USA Martina Navratilova / USA Pam Shriver defeated FRG Claudia Kohde-Kilsch / CSK Helena Suková 6–3, 6–4
- It was Navratilova's 37th career Grand Slam title and her 8th Australian Open title. It was Shriver's 12th career Grand Slam title and her 4th Australian Open title.

===Mixed doubles===
The competition was not held between 1970 and 1985.

==French Open==
=== Men's singles ===

 Mats Wilander defeated Ivan Lendl, 3–6, 6–4, 6–2, 6–2
- It was Wilander's 4th career Grand Slam title, and his 2nd French Open title.

===Women's singles===

USA Chris Evert defeated USA Martina Navratilova, 6–3, 6–7^{(4–7)}, 7–5
- It was Evert's 17th career Grand Slam title, and her 6th French Open title.

===Men's doubles===

AUS Mark Edmondson / AUS Kim Warwick defeated ISR Schlomo Glickstein / SWE Hans Simonsson, 6–3, 6–4, 6–7, 6–3

===Women's doubles===

USA Martina Navratilova / USA Pam Shriver defeated FRG Claudia Kohde-Kilsch / Helena Suková, 4–6, 6–2, 6–2

===Mixed doubles===

USA Martina Navratilova / SUI Heinz Günthardt defeated USA Paula Smith / PAR Francisco González, 2–6, 6–3, 6–2

==Wimbledon==
====Men's singles====

FRG Boris Becker defeated USA Kevin Curren, 6–3, 6–7^{(4–7)}, 7–6^{(7–3)}, 6–4
- It was Becker's 1st career Grand Slam title and his 1st Wimbledon title.

====Women's singles====

USA Martina Navratilova defeated USA Chris Evert Lloyd, 4–6, 6–3, 6–2
- It was Navratilova's 33rd career Grand Slam title and her 6th Wimbledon singles title.

====Men's doubles====

SUI Heinz Günthardt / HUN Balázs Taróczy defeated AUS Pat Cash / AUS John Fitzgerald, 6–4, 6–3, 4–6, 6–3
- It was Günthardt's 3rd career Grand Slam title and his only Wimbledon title.

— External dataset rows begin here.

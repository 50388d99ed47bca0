use std::fmt;

use reqwest::StatusCode;
use thiserror::Error;

/// A single schema violation inside an upstream payload.
#[derive(Debug, Clone, PartialEq, Eq)]
pub struct FieldIssue {
    pub field: String,
    pub problem: String,
}

impl fmt::Display for FieldIssue {
    fn fmt(&self, f: &mut fmt::Formatter<'_>) -> fmt::Result {
        write!(f, "{}: {}", self.field, self.problem)
    }
}

/// An upstream payload failed schema validation. Carries every offending
/// field, not just the first.
#[derive(Debug, Clone, PartialEq, Eq)]
pub struct ValidationError {
    pub issues: Vec<FieldIssue>,
}

impl std::error::Error for ValidationError {}

impl ValidationError {
    pub fn new(issues: Vec<FieldIssue>) -> Self {
        Self { issues }
    }

    pub fn single(field: impl Into<String>, problem: impl Into<String>) -> Self {
        Self {
            issues: vec![FieldIssue {
                field: field.into(),
                problem: problem.into(),
            }],
        }
    }
}

impl fmt::Display for ValidationError {
    fn fmt(&self, f: &mut fmt::Formatter<'_>) -> fmt::Result {
        write!(f, "invalid payload: ")?;
        for (i, issue) in self.issues.iter().enumerate() {
            if i > 0 {
                write!(f, "; ")?;
            }
            write!(f, "{issue}")?;
        }
        Ok(())
    }
}

/// What went wrong while talking to the GitHub API.
#[derive(Debug, Error)]
pub enum FetchError {
    /// The request never produced an HTTP response.
    #[error("network error: {0}")]
    Network(#[source] reqwest::Error),

    /// GitHub answered with a non-success status.
    #[error("GitHub responded with {status}: {message}")]
    Http { status: StatusCode, message: String },

    /// The response body did not match the expected schema.
    #[error(transparent)]
    Validation(#[from] ValidationError),
}

#[cfg(test)]
mod tests {
    use super::*;

    #[test]
    fn validation_error_lists_every_field() {
        let err = ValidationError::new(vec![
            FieldIssue {
                field: "avatar_url".into(),
                problem: "not a well-formed URL".into(),
            },
            FieldIssue {
                field: "followers".into(),
                problem: "expected a non-negative integer".into(),
            },
        ]);
        let rendered = err.to_string();
        assert!(rendered.contains("avatar_url: not a well-formed URL"));
        assert!(rendered.contains("followers: expected a non-negative integer"));
    }

    #[test]
    fn http_error_carries_upstream_status() {
        let err = FetchError::Http {
            status: StatusCode::NOT_FOUND,
            message: "Not Found".into(),
        };
        assert_eq!(
            err.to_string(),
            "GitHub responded with 404 Not Found: Not Found"
        );
    }
}
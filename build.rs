fn main() {
    let config = slint_build::CompilerConfiguration::new()
        .with_include_paths(vec![
            "ui".into(),
            "ui/components".into(),
        ]);
    slint_build::compile_with_config("ui/app.slint", config)
        .expect("failed to compile the Slint UI; check the syntax in ui/app.slint");
}
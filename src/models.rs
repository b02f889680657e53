#![allow(proc_macro_derive_resolution_fallback)] // See: https://github.com/diesel-rs/diesel/issues/1785

use chrono::naive::NaiveDate;
use chrono::{DateTime, Utc};

/// `selection` of the beers that can only be bought by special order.
pub const ORDERING_RANGE: &str = "Bestillingsutvalget";

/// `status` of a beer that is currently sold.
pub const ACTIVE: &str = "aktiv";

#[derive(Debug, Clone, PartialEq, Serialize, Deserialize, Queryable)]
pub struct Beer {
    pub beer_id: i64,
    pub name: String,
    pub brewery: String,
    pub country: Option<String>,
    pub style: Option<String>,
    pub price: Option<f64>,
    pub volume: Option<f64>,
    pub abv: Option<f64>,
    pub selection: String,
    pub buyable: bool,
    pub status: String,
    pub launch_date: Option<NaiveDate>,
    pub created_at: DateTime<Utc>,
    pub updated_at: DateTime<Utc>,
}

/// A beer together with its aggregate Untappd rating, if it has been rated.
#[derive(Debug, Clone, Queryable)]
pub struct RatedBeer {
    pub beer: Beer,
    pub rating: Option<f64>,
}

#[derive(Debug, Clone, PartialEq, Serialize, Queryable)]
pub struct Store {
    pub store_id: String,
    pub name: String,
    pub address: Option<String>,
    pub zip_code: Option<String>,
    pub area: Option<String>,
    pub created_at: DateTime<Utc>,
    pub updated_at: DateTime<Utc>,
}

#[derive(Debug, Clone, Serialize, Queryable)]
pub struct Person {
    pub id: i32,
    pub name: String,
    pub is_admin: bool,
    pub created_at: DateTime<Utc>,
    pub updated_at: DateTime<Utc>,
}

/// The part of a check-in needed to annotate a listing.
#[derive(Debug, Clone, PartialEq, Queryable)]
pub struct CheckInRating {
    pub beer_id: i64,
    pub rating: f64,
    pub checked_in_at: DateTime<Utc>,
}

#[derive(Debug, Serialize, Queryable)]
pub struct UntappdEntry {
    pub beer_id: i64,
    pub beer_name: String,
    pub brewery: String,
    pub style: String,
    pub rating: Option<f64>,
    pub num_ratings: i32,
    pub last_updated: DateTime<Utc>,
}

#[derive(Debug, Serialize, Queryable)]
pub struct UntappdMappingEntry {
    pub beer_id: i64,
    pub beer_name: String,
    pub untappd_id: i64,
    pub auto_match: bool,
    pub verified: bool,
    pub last_updated: DateTime<Utc>,
}

#[derive(Debug, Serialize, Queryable)]
pub struct CheckInEntry {
    pub checkin_id: i64,
    pub person_id: i32,
    pub beer_id: i64,
    pub beer_name: String,
    pub rating: f64,
    pub checked_in_at: DateTime<Utc>,
}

It was Taróczy's 2nd and last career Grand Slam title and his only Wimbledon title.

====Women's doubles====

USA Kathy Jordan / AUS Elizabeth Smylie defeated USA Martina Navratilova / USA Pam Shriver, 5–7, 6–3, 6–4
- It was Jordan's 5th career Grand Slam title and her 2nd Wimbledon title. It was Smylie's 2nd career Grand Slam title and her 1st Wimbledon title.

====Mixed doubles====

AUS Paul McNamee / USA Martina Navratilova defeated AUS John Fitzgerald / AUS Elizabeth Smylie, 7–5, 4–6, 6–2
- It was McNamee's 5th and last career Grand Slam title and his 3rd Wimbledon title. It was Navratilova's 34th career Grand Slam title and her 13th Wimbledon title.

==US Open==
===Men's singles===

CSK Ivan Lendl defeated USA John McEnroe 7–6^{(7–1)}, 6–3, 6–4
- It was Lendl's 2nd career Grand Slam title and his 1st US Open title.

===Women's singles===

CSK Hana Mandlíková defeated USA Martina Navratilova 7–6^{(7–3)}, 1–6, 7–6^{(7–2)}
- It was Mandlíková's 3rd career Grand Slam title and her 1st US Open title.

===Men's doubles===

USA Ken Flach / USA Robert Seguso defeated FRA Henri Leconte / FRA Yannick Noah 6–7^{(5–7)}, 7–6^{(7–1)}, 7–6^{(8–6)}, 6–0
- It was Flach's 1st career Grand Slam title and his 1st US Open title. It was Seguso's 1st career Grand Slam title and his only US Open title.

===Women's doubles===

FRG Claudia Kohde-Kilsch / CSK Helena Suková defeated USA Martina Navratilova / USA Pam Shriver 6–7^{(5–7)}, 6–2, 6–3
- It was Kohde-Kilsch's 1st career Grand Slam title and her only US Open title. It was Suková's 1st career Grand Slam title and her 1st US Open title.

===Mixed doubles===

USA Martina Navratilova / SUI Heinz Günthardt defeated AUS Elizabeth Smylie / AUS John Fitzgerald 6–3, 6–4
- It was Navratilova's 35th career Grand Slam title and her 8th US Open title. It was Günthardt's 4th and last career Grand Slam title and his only US Open title.